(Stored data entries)
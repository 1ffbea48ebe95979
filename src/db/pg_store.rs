// src/db/pg_store.rs

use std::time::Duration;

use async_trait::async_trait;
use serde_json::Value;
use sqlx::{postgres::PgListener, types::Json, PgPool, Postgres, QueryBuilder};
use tokio::sync::broadcast;
use uuid::Uuid;

use crate::{
    common::error::AppError,
    db::store::{CollectionPath, Document, DocumentStore, FilterOp, Query, StoredDocument},
};

/// Canal do LISTEN/NOTIFY alimentado pelo trigger da tabela `documents`.
pub const CHANGES_CHANNEL: &str = "documents_changed";
const CHANGES_CAPACITY: usize = 1024;

// Cada linha: (id, data)
type Row = (String, Json<Document>);

fn to_stored((id, Json(data)): Row) -> StoredDocument {
    StoredDocument { id, data }
}

/// Documentos JSONB no Postgres. As mudanças chegam pelo `PgListener`,
/// inclusive as feitas por outras instâncias do serviço.
#[derive(Clone)]
pub struct PgDocumentStore {
    pool: PgPool,
    changes: broadcast::Sender<CollectionPath>,
}

impl PgDocumentStore {
    pub async fn connect(pool: PgPool) -> Result<Self, AppError> {
        let (changes, _) = broadcast::channel(CHANGES_CAPACITY);

        let mut listener = PgListener::connect_with(&pool).await?;
        listener.listen(CHANGES_CHANNEL).await?;
        tracing::info!("👂 Escutando mudanças em '{}'", CHANGES_CHANNEL);

        let tx = changes.clone();
        tokio::spawn(async move {
            loop {
                match listener.recv().await {
                    Ok(notification) => {
                        let _ = tx.send(CollectionPath::from_raw(notification.payload()));
                    }
                    Err(e) => {
                        // O PgListener reconecta sozinho na próxima chamada
                        tracing::error!("🔥 Falha no listener de mudanças: {:?}", e);
                        tokio::time::sleep(Duration::from_secs(1)).await;
                    }
                }
            }
        });

        Ok(Self { pool, changes })
    }

    fn push_filters<'a>(builder: &mut QueryBuilder<'a, Postgres>, query: &'a Query) {
        for filter in &query.filters {
            builder.push(" AND ");
            let field = filter.field.as_str();
            match (filter.op, &filter.value) {
                (FilterOp::Eq, value) => {
                    builder
                        .push("data -> ")
                        .push_bind(field)
                        .push(" = ")
                        .push_bind(Json(value.clone()));
                }
                (op, Value::Number(n)) => {
                    // CASE garante que o cast só roda em campos numéricos
                    builder
                        .push("CASE WHEN jsonb_typeof(data -> ")
                        .push_bind(field)
                        .push(") = 'number' THEN (data ->> ")
                        .push_bind(field)
                        .push(")::float8 ")
                        .push(comparison(op))
                        .push(" ")
                        .push_bind(n.as_f64().unwrap_or_default())
                        .push(" ELSE false END");
                }
                (op, Value::String(s)) => {
                    builder
                        .push("(jsonb_typeof(data -> ")
                        .push_bind(field)
                        .push(") = 'string' AND (data ->> ")
                        .push_bind(field)
                        .push(") COLLATE \"C\" ")
                        .push(comparison(op))
                        .push(" ")
                        .push_bind(s.as_str())
                        .push(")");
                }
                (op, value) => {
                    builder
                        .push("data -> ")
                        .push_bind(field)
                        .push(" ")
                        .push(comparison(op))
                        .push(" ")
                        .push_bind(Json(value.clone()));
                }
            }
        }
    }
}

fn comparison(op: FilterOp) -> &'static str {
    match op {
        FilterOp::Eq => "=",
        FilterOp::Gte => ">=",
        FilterOp::Lte => "<=",
    }
}

#[async_trait]
impl DocumentStore for PgDocumentStore {
    async fn insert(
        &self,
        collection: &CollectionPath,
        mut data: Document,
    ) -> Result<StoredDocument, AppError> {
        let id = Uuid::new_v4().to_string();
        data.insert("id".to_string(), Value::String(id.clone()));

        let row = sqlx::query_as::<_, Row>(
            r#"
            INSERT INTO documents (collection, id, data)
            VALUES ($1, $2, $3)
            RETURNING id, data
            "#,
        )
        .bind(collection.as_str())
        .bind(&id)
        .bind(Json(&data))
        .fetch_one(&self.pool)
        .await?;

        Ok(to_stored(row))
    }

    async fn set(
        &self,
        collection: &CollectionPath,
        id: &str,
        mut data: Document,
    ) -> Result<StoredDocument, AppError> {
        data.insert("id".to_string(), Value::String(id.to_string()));

        let row = sqlx::query_as::<_, Row>(
            r#"
            INSERT INTO documents (collection, id, data)
            VALUES ($1, $2, $3)
            ON CONFLICT (collection, id) DO UPDATE SET data = EXCLUDED.data
            RETURNING id, data
            "#,
        )
        .bind(collection.as_str())
        .bind(id)
        .bind(Json(&data))
        .fetch_one(&self.pool)
        .await?;

        Ok(to_stored(row))
    }

    async fn get(
        &self,
        collection: &CollectionPath,
        id: &str,
    ) -> Result<Option<StoredDocument>, AppError> {
        let row = sqlx::query_as::<_, Row>(
            "SELECT id, data FROM documents WHERE collection = $1 AND id = $2",
        )
        .bind(collection.as_str())
        .bind(id)
        .fetch_optional(&self.pool)
        .await?;

        Ok(row.map(to_stored))
    }

    async fn list(&self, collection: &CollectionPath) -> Result<Vec<StoredDocument>, AppError> {
        let rows = sqlx::query_as::<_, Row>(
            r#"
            SELECT id, data FROM documents
            WHERE collection = $1
            ORDER BY created_at ASC, id ASC
            "#,
        )
        .bind(collection.as_str())
        .fetch_all(&self.pool)
        .await?;

        Ok(rows.into_iter().map(to_stored).collect())
    }

    async fn query(&self, query: &Query) -> Result<Vec<StoredDocument>, AppError> {
        let mut builder =
            QueryBuilder::<Postgres>::new("SELECT id, data FROM documents WHERE collection = ");
        builder.push_bind(query.collection.as_str());
        Self::push_filters(&mut builder, query);
        builder.push(" ORDER BY created_at ASC, id ASC");

        let rows = builder
            .build_query_as::<Row>()
            .fetch_all(&self.pool)
            .await?;

        Ok(rows.into_iter().map(to_stored).collect())
    }

    async fn update(
        &self,
        collection: &CollectionPath,
        id: &str,
        fields: Document,
    ) -> Result<Option<StoredDocument>, AppError> {
        // `||` faz o merge dos campos de primeiro nível
        let row = sqlx::query_as::<_, Row>(
            r#"
            UPDATE documents SET data = data || $3
            WHERE collection = $1 AND id = $2
            RETURNING id, data
            "#,
        )
        .bind(collection.as_str())
        .bind(id)
        .bind(Json(&fields))
        .fetch_optional(&self.pool)
        .await?;

        Ok(row.map(to_stored))
    }

    async fn delete(&self, collection: &CollectionPath, id: &str) -> Result<bool, AppError> {
        let result = sqlx::query("DELETE FROM documents WHERE collection = $1 AND id = $2")
            .bind(collection.as_str())
            .bind(id)
            .execute(&self.pool)
            .await?;

        Ok(result.rows_affected() > 0)
    }

    fn changes(&self) -> broadcast::Receiver<CollectionPath> {
        self.changes.subscribe()
    }
}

● **YOUR OBJECTIVE**: This calls for an exact transcription of every entry above.

● **RESULT OF THIS EXERCISE**:
repository 1ffbea48ebe95979
filename src/db/pg_store.rs
// src/db/pg_store.rs

use std::time::Duration;

use async_trait::async_trait;
use serde_json::Value;
use sqlx::{postgres::PgListener, types::Json, PgPool, Postgres, QueryBuilder};
use tokio::sync::broadcast;
use uuid::Uuid;

use crate::{
    common::error::AppError,
    db::store::{CollectionPath, Document, DocumentStore, FilterOp, Query, StoredDocument},
};

/// Canal do LISTEN/NOTIFY alimentado pelo trigger da tabela `documents`.
pub const CHANGES_CHANNEL: &str = "documents_changed";
const CHANGES_CAPACITY: usize = 1024;

// Cada linha: (id, data)
type Row = (String, Json<Document>);

fn to_stored((id, Json(data)): Row) -> StoredDocument {
    StoredDocument { id, data }
}

/// Documentos JSONB no Postgres. As mudanças chegam pelo `PgListener`,
/// inclusive as feitas por outras instâncias do serviço.
#[derive(Clone)]
pub struct PgDocumentStore {
    pool: PgPool,
    changes: broadcast::Sender<CollectionPath>,
}

impl PgDocumentStore {
    pub async fn connect(pool: PgPool) -> Result<Self, AppError> {
        let (changes, _) = broadcast::channel(CHANGES_CAPACITY);

        let mut listener = PgListener::connect_with(&pool).await?;
        listener.listen(CHANGES_CHANNEL).await?;
        tracing::info!("👂 Escutando mudanças em '{}'", CHANGES_CHANNEL);

        let tx = changes.clone();
        tokio::spawn(async move {
            loop {
                match listener.recv().await {
                    Ok(notification) => {
                        let _ = tx.send(CollectionPath::from_raw(notification.payload()));
                    }
                    Err(e) => {
                        // O PgListener reconecta sozinho na próxima chamada
                        tracing::error!("🔥 Falha no listener de mudanças: {:?}", e);
                        tokio::time::sleep(Duration::from_secs(1)).await;
                    }
                }
            }
        });

        Ok(Self { pool, changes })
    }

    fn push_filters<'a>(builder: &mut QueryBuilder<'a, Postgres>, query: &'a Query) {
        for filter in &query.filters {
            builder.push(" AND ");
            let field = filter.field.as_str();
            match (filter.op, &filter.value) {
                (FilterOp::Eq, value) => {
                    builder
                        .push("data -> ")
                        .push_bind(field)
                        .push(" = ")
                        .push_bind(Json(value.clone()));
                }
                (op, Value::Number(n)) => {
                    // CASE garante que o cast só roda em campos numéricos
                    builder
                        .push("CASE WHEN jsonb_typeof(data -> ")
                        .push_bind(field)
                        .push(") = 'number' THEN (data ->> ")
                        .push_bind(field)
                        .push(")::float8 ")
                        .push(comparison(op))
                        .push(" ")
                        .push_bind(n.as_f64().unwrap_or_default())
                        .push(" ELSE false END");
                }
                (op, Value::String(s)) => {
                    builder
                        .push("(jsonb_typeof(data -> ")
                        .push_bind(field)
                        .push(") = 'string' AND (data ->> ")
                        .push_bind(field)
                        .push(") COLLATE \"C\" ")
                        .push(comparison(op))
                        .push(" ")
                        .push_bind(s.as_str())
                        .push(")");
                }
                (op, value) => {
                    builder
                        .push("data -> ")
                        .push_bind(field)
                        .push(" ")
                        .push(comparison(op))
                        .push(" ")
                        .push_bind(Json(value.clone()));
                }
            }
        }
    }
}

fn comparison(op: FilterOp) -> &'static str {
    match op {
        FilterOp::Eq => "=",
        FilterOp::Gte => ">=",
        FilterOp::Lte => "<=",
    }
}

#[async_trait]
impl DocumentStore for PgDocumentStore {
    async fn insert(
        &self,
        collection: &CollectionPath,
        mut data: Document,
    ) -> Result<StoredDocument, AppError> {
        let id = Uuid::new_v4().to_string();
        data.insert("id".to_string(), Value::String(id.clone()));

        let row = sqlx::query_as::<_, Row>(
            r#"
            INSERT INTO documents (collection, id, data)
            VALUES ($1, $2, $3)
            RETURNING id, data
            "#,
        )
        .bind(collection.as_str())
        .bind(&id)
        .bind(Json(&data))
        .fetch_one(&self.pool)
        .await?;

        Ok(to_stored(row))
    }

    async fn set(
        &self,
        collection: &CollectionPath,
        id: &str,
        mut data: Document,
    ) -> Result<StoredDocument, AppError> {
        data.insert("id".to_string(), Value::String(id.to_string()));

        let row = sqlx::query_as::<_, Row>(
            r#"
            INSERT INTO documents (collection, id, data)
            VALUES ($1, $2, $3)
            ON CONFLICT (collection, id) DO UPDATE SET data = EXCLUDED.data
            RETURNING id, data
            "#,
        )
        .bind(collection.as_str())
        .bind(id)
        .bind(Json(&data))
        .fetch_one(&self.pool)
        .await?;

        Ok(to_stored(row))
    }

    async fn get(
        &self,
        collection: &CollectionPath,
        id: &str,
    ) -> Result<Option<StoredDocument>, AppError> {
        let row = sqlx::query_as::<_, Row>(
            "SELECT id, data FROM documents WHERE collection = $1 AND id = $2",
        )
        .bind(collection.as_str())
        .bind(id)
        .fetch_optional(&self.pool)
        .await?;

        Ok(row.map(to_stored))
    }

    async fn list(&self, collection: &CollectionPath) -> Result<Vec<StoredDocument>, AppError> {
        let rows = sqlx::query_as::<_, Row>(
            r#"
            SELECT id, data FROM documents
            WHERE collection = $1
            ORDER BY created_at ASC, id ASC
            "#,
        )
        .bind(collection.as_str())
        .fetch_all(&self.pool)
        .await?;

        Ok(rows.into_iter().map(to_stored).collect())
    }

    async fn query(&self, query: &Query) -> Result<Vec<StoredDocument>, AppError> {
        let mut builder =
            QueryBuilder::<Postgres>::new("SELECT id, data FROM documents WHERE collection = ");
        builder.push_bind(query.collection.as_str());
        Self::push_filters(&mut builder, query);
        builder.push(" ORDER BY created_at ASC, id ASC");

        let rows = builder
            .build_query_as::<Row>()
            .fetch_all(&self.pool)
            .await?;

        Ok(rows.into_iter().map(to_stored).collect())
    }

    async fn update(
        &self,
        collection: &CollectionPath,
        id: &str,
        fields: Document,
    ) -> Result<Option<StoredDocument>, AppError> {
        // `||` faz o merge dos campos de primeiro nível
        let row = sqlx::query_as::<_, Row>(
            r#"
            UPDATE documents SET data = data || $3
            WHERE collection = $1 AND id = $2
            RETURNING id, data
            "#,
        )
        .bind(collection.as_str())
        .bind(id)
        .bind(Json(&fields))
        .fetch_optional(&self.pool)
        .await?;

        Ok(row.map(to_stored))
    }

    async fn delete(&self, collection: &CollectionPath, id: &str) -> Result<bool, AppError> {
        let result = sqlx::query("DELETE FROM documents WHERE collection = $1 AND id = $2")
            .bind(collection.as_str())
            .bind(id)
            .execute(&self.pool)
            .await?;

        Ok(result.rows_affected() > 0)
    }

    fn changes(&self) -> broadcast::Receiver<CollectionPath> {
        self.changes.subscribe()
    }
}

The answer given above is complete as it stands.